Familial posterior predominant subcortical band heterotopia caused by a CEP85L missense mutation

Lissencephaly comprises a spectrum of cortical malformations caused by disruption of neuronal migration. The lissencephaly spectrum includes agyria defined as cortex lacking gyri with sulci >3cm apart, pachygyria defined as abnormally broad gyri with sulci 1.5-3cm apart, and subcortical band heterotopia (SBH) characterised by a band of heterotopic neurons beneath the cortex, separated by a thin layer of white matter.
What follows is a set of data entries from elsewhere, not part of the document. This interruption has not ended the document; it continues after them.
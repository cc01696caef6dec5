//! Loads another page when the rendered messages don't fill the viewport, so
//! the list becomes scrollable and the edge-triggered load can take over.
//!
//! The re-entry guard is the window length: the guard fires at most once per
//! window length, and only after every windowed record has settled. Each fire
//! therefore needs the window to grow first, which bounds the number of fires
//! by the number of pages.

use log::trace;

/// Layout and loading measurements taken after a render.
#[derive(Debug, Clone, Copy, PartialEq)]
pub struct FillProbe {
    pub content_height: f32,
    pub viewport_height: f32,
    /// Ids in the window, before any filtering.
    pub window_len: usize,
    /// Windowed records still loading.
    pub pending: usize,
    pub has_more: bool,
}

#[derive(Debug, Clone, Copy, PartialEq, Eq)]
pub enum FillDecision {
    /// Load the next page now.
    Fill,
    /// Underfilled, but waiting for records to settle or for the last fill to land.
    Waiting,
    Idle,
}

#[derive(Debug, Clone, Default)]
pub struct FillGuard {
    slack: f32,
    fired_at: Option<usize>,
}

impl FillGuard {
    pub fn new(slack: f32) -> Self {
        Self {
            slack,
            fired_at: None,
        }
    }

    pub fn check(&mut self, probe: FillProbe) -> FillDecision {
        let underfilled = probe.content_height + self.slack < probe.viewport_height;
        if !underfilled || !probe.has_more {
            self.fired_at = None;
            return FillDecision::Idle;
        }
        if probe.pending > 0 || self.fired_at == Some(probe.window_len) {
            trace!(
                target: "Window/Fill",
                "Underfilled, waiting (pending={}, window={})",
                probe.pending,
                probe.window_len
            );
            return FillDecision::Waiting;
        }
        self.fired_at = Some(probe.window_len);
        FillDecision::Fill
    }

    pub fn reset(&mut self) {
        self.fired_at = None;
    }
}

#[cfg(test)]
mod tests {
    use super::*;

    fn probe(content: f32, window_len: usize, pending: usize) -> FillProbe {
        FillProbe {
            content_height: content,
            viewport_height: 800.0,
            window_len,
            pending,
            has_more: true,
        }
    }

    #[test]
    fn test_fires_once_per_window_length() {
        let mut guard = FillGuard::default();
        assert_eq!(guard.check(probe(200.0, 15, 0)), FillDecision::Fill);

        // Same measurements again, nothing grew: must not spin.
        for _ in 0..1000 {
            assert_eq!(guard.check(probe(200.0, 15, 0)), FillDecision::Waiting);
        }

        // Window grew but the new page is still loading.
        assert_eq!(guard.check(probe(200.0, 30, 15)), FillDecision::Waiting);
        // Loaded, still underfilled.
        assert_eq!(guard.check(probe(500.0, 30, 0)), FillDecision::Fill);
    }

    #[test]
    fn test_idle_when_filled_or_nothing_left() {
        let mut guard = FillGuard::default();
        assert_eq!(guard.check(probe(900.0, 15, 0)), FillDecision::Idle);

        let mut done = probe(100.0, 15, 0);
        done.has_more = false;
        assert_eq!(guard.check(done), FillDecision::Idle);
    }

    #[test]
    fn test_marker_clears_once_filled() {
        let mut guard = FillGuard::default();
        assert_eq!(guard.check(probe(200.0, 15, 0)), FillDecision::Fill);
        assert_eq!(guard.check(probe(900.0, 15, 0)), FillDecision::Idle);
        // Viewport grew (window resize) at the same window length.
        assert_eq!(guard.check(probe(200.0, 15, 0)), FillDecision::Fill);
    }

    #[test]
    fn test_slack() {
        let mut guard = FillGuard::new(100.0);
        assert_eq!(guard.check(probe(750.0, 15, 0)), FillDecision::Idle);
        assert_eq!(guard.check(probe(650.0, 15, 0)), FillDecision::Fill);
    }

    #[test]
    fn test_fire_count_bounded_by_pages() {
        // Simulate a driver that advances on every Fill with content that never fills.
        let mut guard = FillGuard::default();
        let (total, page) = (47usize, 5usize);
        let mut window_len = page;
        let mut fires = 0;
        for _ in 0..10_000 {
            let p = FillProbe {
                content_height: 10.0,
                viewport_height: 800.0,
                window_len,
                pending: 0,
                has_more: window_len < total,
            };
            if guard.check(p) == FillDecision::Fill {
                fires += 1;
                window_len = (window_len + page).min(total);
            }
        }
        assert_eq!(window_len, total);
        assert_eq!(fires, total.div_ceil(page) - 1);
    }
}
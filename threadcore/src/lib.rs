// Platform-independent chat list state. Nothing in here spawns tasks or awaits;
// the async orchestration lives in the `threadview` crate.
pub mod config;
pub mod controller;
pub mod error;
pub mod fill;
pub mod filter;
pub mod search;
pub mod snapshot;
pub mod types;
pub mod window;

pub use config::ListConfig;
pub use controller::{Advance, Generation, SearchTicket, WindowController};
pub use error::WindowError;
pub use fill::{FillDecision, FillGuard, FillProbe};
pub use filter::BlockList;
pub use search::{ScrollSearch, SearchStep};
pub use snapshot::{ListItem, ListSnapshot};
pub use types::{MessageId, MessageRecord, RecordMap, RecordState, ThreadId};
pub use window::{Anchor, Window};
//! What the virtualized list renders: the windowed, filtered ids in display
//! order with their record states.

use crate::controller::{Generation, WindowController};
use crate::filter::BlockList;
use crate::types::{MessageId, RecordState, ThreadId};
use crate::window::Anchor;

#[derive(Debug, Clone, PartialEq)]
pub struct ListItem {
    pub id: MessageId,
    pub state: RecordState,
    pub is_last_read: bool,
}

#[derive(Debug, Clone, PartialEq)]
pub struct ListSnapshot {
    pub thread: Option<ThreadId>,
    pub generation: Generation,
    /// Newest first: index 0 is the bottom row of the reversed list.
    pub items: Vec<ListItem>,
    /// Visible ids in the whole thread, windowed or not.
    pub total: usize,
    /// Items whose fetch has settled.
    pub loaded_count: usize,
    pub pending: usize,
    /// Ids in the window, before filtering.
    pub window_len: usize,
    pub has_more: bool,
    /// The thread has no messages at all.
    pub is_empty: bool,
    /// Everything is loaded: show the start-of-conversation notice on top.
    pub show_top_notice: bool,
    /// Visible messages newer than the last-read marker.
    pub unread_count: usize,
    pub scroll_threshold: f32,
}

impl ListSnapshot {
    pub fn build(
        ctrl: &WindowController,
        blocked: &BlockList,
        last_read: Option<&MessageId>,
        scroll_threshold: f32,
        mut lookup: impl FnMut(&MessageId) -> RecordState,
    ) -> Self {
        let anchor = ctrl.window().anchor();
        let mut items: Vec<ListItem> = blocked
            .filter(ctrl.window_ids())
            .map(|id| ListItem {
                id: id.clone(),
                state: lookup(id),
                is_last_read: last_read == Some(id),
            })
            .collect();
        if anchor == Anchor::Tail {
            items.reverse();
        }

        let visible: Vec<&MessageId> = blocked.filter(ctrl.ids()).collect();
        let total = visible.len();
        let loaded_count = items.iter().filter(|item| item.state.is_settled()).count();
        let pending = items.len() - loaded_count;
        let has_more = loaded_count < total;

        let unread_count = last_read
            .and_then(|marker| visible.iter().position(|id| *id == marker))
            .map(|pos| match anchor {
                Anchor::Tail => total - pos - 1,
                Anchor::Head => pos,
            })
            .unwrap_or(0);

        Self {
            thread: ctrl.thread().cloned(),
            generation: ctrl.generation(),
            total,
            loaded_count,
            pending,
            window_len: ctrl.window_len(),
            has_more,
            is_empty: ctrl.ids().is_empty(),
            show_top_notice: !has_more && !items.is_empty(),
            unread_count,
            scroll_threshold,
            items,
        }
    }

    pub fn item_count(&self) -> usize {
        self.items.len()
    }

    pub fn get(&self, id: &MessageId) -> Option<&ListItem> {
        self.items.iter().find(|item| &item.id == id)
    }
}

#[cfg(test)]
mod tests {
    use super::*;
    use crate::types::MessageRecord;
    use std::sync::Arc;

    fn list(n: usize) -> Arc<[MessageId]> {
        (0..n).map(|i| MessageId::new(format!("m{i}"))).collect()
    }

    fn resolved(id: &MessageId) -> RecordState {
        RecordState::Resolved(Arc::new(MessageRecord::new(id.clone(), "t".into(), "bob", "x")))
    }

    #[test]
    fn test_tail_window_renders_newest_first() {
        let mut ctrl = WindowController::new(3, Anchor::Tail);
        ctrl.open("t".into(), list(10));
        let snap = ListSnapshot::build(&ctrl, &BlockList::default(), None, 1000.0, resolved);
        let ids: Vec<_> = snap.items.iter().map(|i| i.id.as_str()).collect();
        assert_eq!(ids, vec!["m9", "m8", "m7"]);
        assert_eq!(snap.total, 10);
        assert!(snap.has_more);
        assert!(!snap.show_top_notice);
    }

    #[test]
    fn test_blocked_ids_hidden_and_not_counted() {
        let mut ctrl = WindowController::new(5, Anchor::Head);
        ctrl.open("t".into(), list(4));
        let blocked = BlockList::new(["m1".into()]);
        let snap = ListSnapshot::build(&ctrl, &blocked, None, 1000.0, resolved);
        assert_eq!(snap.item_count(), 3);
        assert_eq!(snap.total, 3);
        assert_eq!(snap.window_len, 4);
        assert!(!snap.has_more);
        assert!(snap.show_top_notice);
        assert!(snap.get(&"m1".into()).is_none());
    }

    #[test]
    fn test_loading_items_keep_has_more() {
        let mut ctrl = WindowController::new(5, Anchor::Head);
        ctrl.open("t".into(), list(4));
        let snap = ListSnapshot::build(&ctrl, &BlockList::default(), None, 1000.0, |id| {
            if id.as_str() == "m2" {
                RecordState::Loading
            } else {
                resolved(id)
            }
        });
        assert_eq!(snap.loaded_count, 3);
        assert_eq!(snap.pending, 1);
        assert!(snap.has_more);
    }

    #[test]
    fn test_unread_count() {
        let mut ctrl = WindowController::new(3, Anchor::Tail);
        ctrl.open("t".into(), list(10));
        let marker = MessageId::new("m6");
        let snap = ListSnapshot::build(&ctrl, &BlockList::default(), Some(&marker), 1000.0, resolved);
        assert_eq!(snap.unread_count, 3);
        assert!(snap.get(&marker).is_none());

        let marker = MessageId::new("m8");
        let snap = ListSnapshot::build(&ctrl, &BlockList::default(), Some(&marker), 1000.0, resolved);
        assert_eq!(snap.unread_count, 1);
        assert!(snap.get(&marker).unwrap().is_last_read);
    }

    #[test]
    fn test_empty_thread() {
        let mut ctrl = WindowController::new(3, Anchor::Tail);
        ctrl.open("t".into(), list(0));
        let snap = ListSnapshot::build(&ctrl, &BlockList::default(), None, 1000.0, resolved);
        assert!(snap.is_empty);
        assert!(!snap.has_more);
        assert!(!snap.show_top_notice);
    }
}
Lissencephaly has heterogeneous genetic aetiologies, including both single gene mutations (for example, LIS1 and DCX variants) and locus deletions (for example, 17p13.3 deletion causing Miller-Dieker syndrome). A systematic analysis of a large lissencephaly cohort, found a causative mutation in 81% of children, with pathogenic variants in LIS1, DCX, TUBA1A and DYNC1H1 accounting for 69% of all cases. Mutations in specific lissencephaly genes correlated with particular patterns of brain MRI abnormalities: DCX mutations were associated with anterior predominant lissencephaly and LIS1 mutations with posterior predominant lissencephaly. Most unsolved cases had posterior predominant lissencephaly. Heterozygous variants in the CEP85L gene were first identified as a cause of lissencephaly in 2020. Here we highlight the characteristic clinico-radiological CEP85L phenotype in an Irish family with parieto-occipital SBH and focal epilepsy.